I don’t think it’s a benefit to the average casino player in the bigger scheme of things, when competition gets eliminated, innovation stops and just two categories of casino’s remain: those that scam & those that launched early enough to have made their money in easier circumstances. Because I am 100% sure a small and medium sized casino cannot run on a 99% RTP + high volatility game model (when doing things properly) and even for the big mammoths in the industry it will ultimately start representing a problem, certainly in territories where extra taxes are due. The best proof of that being that quite a few of them already moved to lower RTP versions of games that were "just" around 97%.
So who this release really caters to, is indeed the player (short-term), but in the long-term, those that creatively find ways to lower the payout ratio (e.g declining withdrawals), unhindered by even > 100% RTPs. And the game supplier itself of course...
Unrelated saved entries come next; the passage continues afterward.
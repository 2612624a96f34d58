//! Application context - dependency injection container

use std::sync::Arc;
use std::time::Duration;

use sellersync_common::auth::{OAuthClientTrait, StateCookieSigner};
use sellersync_common::{CredentialVault, KdfParams};
use sellersync_core::{
    AccountRepository, CredentialCodec, CredentialRepository, HandshakeSettings, MarketplaceApi,
    MessageQueue, MirrorRepository, OAuthHandshake, PendingAuthStore, SyncOrchestrator,
    TokenBroker, WebhookIngester, WebhookLedger, WebhookProcessor,
};
use sellersync_domain::{Config, Result, Secret, SellerSyncError};
use sellersync_infra::integrations::marketplace::oauth_client;
use sellersync_infra::{
    build_queue, DbManager, InMemoryQueue, MarketplaceClient, MemoryPendingAuthStore,
    PendingCacheConfig, SchedulerError, SqliteAccountRepository, SqliteCredentialRepository,
    SqliteMirrorRepository, SqlitePendingAuthStore, SqliteWebhookLedger, SyncScheduler,
    SyncSchedulerConfig, WebhookWorker, WebhookWorkerConfig,
};
use serde::Serialize;
use tokio::sync::Mutex;
use tracing::{info, warn};

/// Grace period for in-flight sync runs on shutdown.
const SHUTDOWN_GRACE: Duration = Duration::from_secs(10);

/// Holds every service the HTTP layer and background tasks share.
pub struct AppContext {
    pub config: Config,
    pub db: Arc<DbManager>,
    pub accounts: Arc<dyn AccountRepository>,
    pub mirror: Arc<SqliteMirrorRepository>,
    pub queue: Arc<InMemoryQueue>,
    pub handshake: Arc<OAuthHandshake>,
    pub orchestrator: SyncOrchestrator,
    pub ingester: Arc<WebhookIngester>,
    pub cookie_signer: StateCookieSigner,
    worker: Mutex<WebhookWorker>,
    scheduler: Mutex<Option<SyncScheduler>>,
}

impl AppContext {
    /// Open the database, run migrations and wire the services.
    ///
    /// Background tasks are not started; see [`start_background`](Self::start_background).
    pub async fn new(config: Config) -> Result<Self> {
        config.validate()?;
        if config.marketplace.redirect_uri.trim().is_empty() {
            return Err(SellerSyncError::Config("marketplace.redirect_uri is required".into()));
        }

        let db = Arc::new(DbManager::from_config(&config.database)?);
        db.run_migrations()?;

        let accounts: Arc<dyn AccountRepository> =
            Arc::new(SqliteAccountRepository::new(Arc::clone(&db)));
        let credentials: Arc<dyn CredentialRepository> =
            Arc::new(SqliteCredentialRepository::new(Arc::clone(&db)));
        let mirror = Arc::new(SqliteMirrorRepository::new(Arc::clone(&db)));
        let ledger: Arc<dyn WebhookLedger> = Arc::new(SqliteWebhookLedger::new(Arc::clone(&db)));
        let pending = pending_store(&config, &db);

        let api: Arc<dyn MarketplaceApi> = Arc::new(MarketplaceClient::from_config(&config.marketplace)?);
        let oauth: Arc<dyn OAuthClientTrait> = Arc::new(oauth_client(&config.marketplace)?);
        let codec = CredentialCodec::new(Arc::new(build_vault(&config)));
        let cookie_signer = build_cookie_signer(config.server.cookie_secret.as_ref())?;

        let handshake = Arc::new(OAuthHandshake::new(
            Arc::clone(&oauth),
            pending,
            Arc::clone(&accounts),
            Arc::clone(&credentials),
            Arc::clone(&api),
            codec.clone(),
            HandshakeSettings::from_config(&config),
        ));
        let broker = Arc::new(TokenBroker::new(credentials, oauth, api, codec));

        let queue = build_queue(&config.worker)?;
        let dyn_queue: Arc<dyn MessageQueue> = queue.clone();
        let mirror_port: Arc<dyn MirrorRepository> = mirror.clone();
        let orchestrator = SyncOrchestrator::new(
            Arc::clone(&accounts),
            broker,
            mirror_port,
            Some(Arc::clone(&dyn_queue)),
            config.sync.clone(),
        );

        let ingester = Arc::new(WebhookIngester::new(Arc::clone(&ledger), Arc::clone(&dyn_queue)));
        let processor = Arc::new(WebhookProcessor::new(
            Arc::clone(&accounts),
            Arc::clone(&ledger),
            orchestrator.clone(),
        ));
        let worker = WebhookWorker::new(
            dyn_queue,
            processor,
            ledger,
            WebhookWorkerConfig::from_config(&config.worker),
        );

        info!(
            database = %db.path().display(),
            encrypted = db.is_encrypted(),
            durable_pending_state = config.oauth.durable_pending_state,
            "Application context initialised"
        );

        Ok(Self {
            config,
            db,
            accounts,
            mirror,
            queue,
            handshake,
            orchestrator,
            ingester,
            cookie_signer,
            worker: Mutex::new(worker),
            scheduler: Mutex::new(None),
        })
    }

    /// Start the webhook worker and, when enabled, the cron sync scheduler.
    pub async fn start_background(&self) -> Result<()> {
        self.worker.lock().await.start()?;

        if self.config.sync.schedule_enabled {
            let mut scheduler = SyncScheduler::new(
                self.orchestrator.clone(),
                SyncSchedulerConfig::from_config(&self.config.sync),
            )
            .await?;
            scheduler.start().await?;
            *self.scheduler.lock().await = Some(scheduler);
        } else {
            info!("Scheduled sync disabled");
        }
        Ok(())
    }

    /// Stop background tasks and let in-flight sync runs settle.
    pub async fn shutdown(&self) {
        match self.worker.lock().await.stop().await {
            Ok(()) | Err(SchedulerError::NotRunning) => {}
            Err(err) => warn!(error = %err, "Webhook worker did not stop cleanly"),
        }

        if let Some(mut scheduler) = self.scheduler.lock().await.take() {
            if let Err(err) = scheduler.stop().await {
                warn!(error = %err, "Sync scheduler did not stop cleanly");
            }
        }

        self.orchestrator.shutdown(SHUTDOWN_GRACE).await;
        info!("Application context shut down");
    }

    pub async fn worker_running(&self) -> bool {
        self.worker.lock().await.is_running()
    }

    /// Database reachability plus queue depth.
    pub async fn health_check(&self) -> HealthReport {
        let db = Arc::clone(&self.db);
        let database = match tokio::task::spawn_blocking(move || db.health_check()).await {
            Ok(Ok(())) => "ok".to_string(),
            Ok(Err(err)) => format!("error: {err}"),
            Err(err) => format!("error: {err}"),
        };

        let stats = self.queue.stats();
        HealthReport {
            status: if database == "ok" { "ok" } else { "degraded" },
            database,
            queue: QueueHealth {
                visible: stats.visible,
                in_flight: stats.in_flight,
                dead_lettered: stats.dead_lettered,
            },
            version: env!("CARGO_PKG_VERSION"),
        }
    }
}

#[derive(Debug, Clone, Serialize)]
pub struct HealthReport {
    pub status: &'static str,
    pub database: String,
    pub queue: QueueHealth,
    pub version: &'static str,
}

impl HealthReport {
    #[must_use]
    pub fn is_healthy(&self) -> bool {
        self.status == "ok"
    }
}

#[derive(Debug, Clone, Serialize)]
pub struct QueueHealth {
    pub visible: usize,
    pub in_flight: usize,
    pub dead_lettered: usize,
}

fn pending_store(config: &Config, db: &Arc<DbManager>) -> Arc<dyn PendingAuthStore> {
    let ttl = Duration::from_secs(config.oauth.state_ttl_secs);
    if config.oauth.durable_pending_state {
        Arc::new(SqlitePendingAuthStore::new(Arc::clone(db), ttl))
    } else {
        warn!("Pending authorizations kept in memory; a restart drops in-progress connects");
        Arc::new(MemoryPendingAuthStore::new(PendingCacheConfig::with_ttl(ttl)))
    }
}

fn build_vault(config: &Config) -> CredentialVault {
    let params = KdfParams {
        memory_kib: config.vault.memory_kib,
        iterations: config.vault.iterations,
        parallelism: config.vault.parallelism,
    };
    let vault = CredentialVault::new(config.vault.passphrase.as_ref().map(Secret::expose), params);
    if vault.uses_default_passphrase() {
        warn!("Credential vault is using the default development passphrase; set SELLERSYNC_VAULT_PASSPHRASE");
    }
    vault
}

fn build_cookie_signer(secret: Option<&Secret>) -> Result<StateCookieSigner> {
    let signer = match secret {
        Some(secret) => StateCookieSigner::new(secret.expose().as_bytes()),
        None => {
            warn!("No cookie secret configured; state cookies will not survive a restart");
            StateCookieSigner::ephemeral()
        }
    };
    signer.map_err(|e| SellerSyncError::Config(e.to_string()))
}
Here's my session on this from last night, also features a new Play 'N Go game and there's a cheeky little feature at the end on Punk Rocker
Great post mate !!! I agree with you 100% .I respect your opinion. Still, we could not be further apart in our way of thinking.
Though one point you mentioned about average players having to adjust when high volatility games hit the market was interesting; Players are going through the same now. Except for one major difference - The games are even more volatile with lower hit rates combined with lower RTP's.
Cutting players time does not benefit players, casinos or providers
The players are not demanding these games either as some providers like to portray. High volatility games are pushed by providers fighting for youtube mega wins with less risk to the casino now because in some cases, they are doubling the house edge. They are also massively different to a highly volatile slot of old.
Book Of 99 is a players slot but it's not dooming the industry. How many games come in at over 96% now? If it gains in popularity like it should it will still make a casino profit. Besides, how many Book of 99 slots do you think are out there?
Providing the catalogue of games from Relax makes money on the whole and it will, I dont see why Relax don't demand its taken, of course, that would be pretty drastic and potentially damaging to their brilliant network of games, so the choice is there.
I think you are way off. This slot is not bad for casinos it's good to offer this kind of variety. Players losing money quicker is worse for the industry in the long run. And smaller outfits have always had to find ways to distinguish themselves - that's business.
This is one slot that should still make money and it wont break a casino either, have you played it? It's really not that volatile in my experience, although Relax say it is and they should know
And I dont think casinos are forced into lowering RTP's through taxes either, plus am yet to see any evidence to back that up. They are making more money than ever.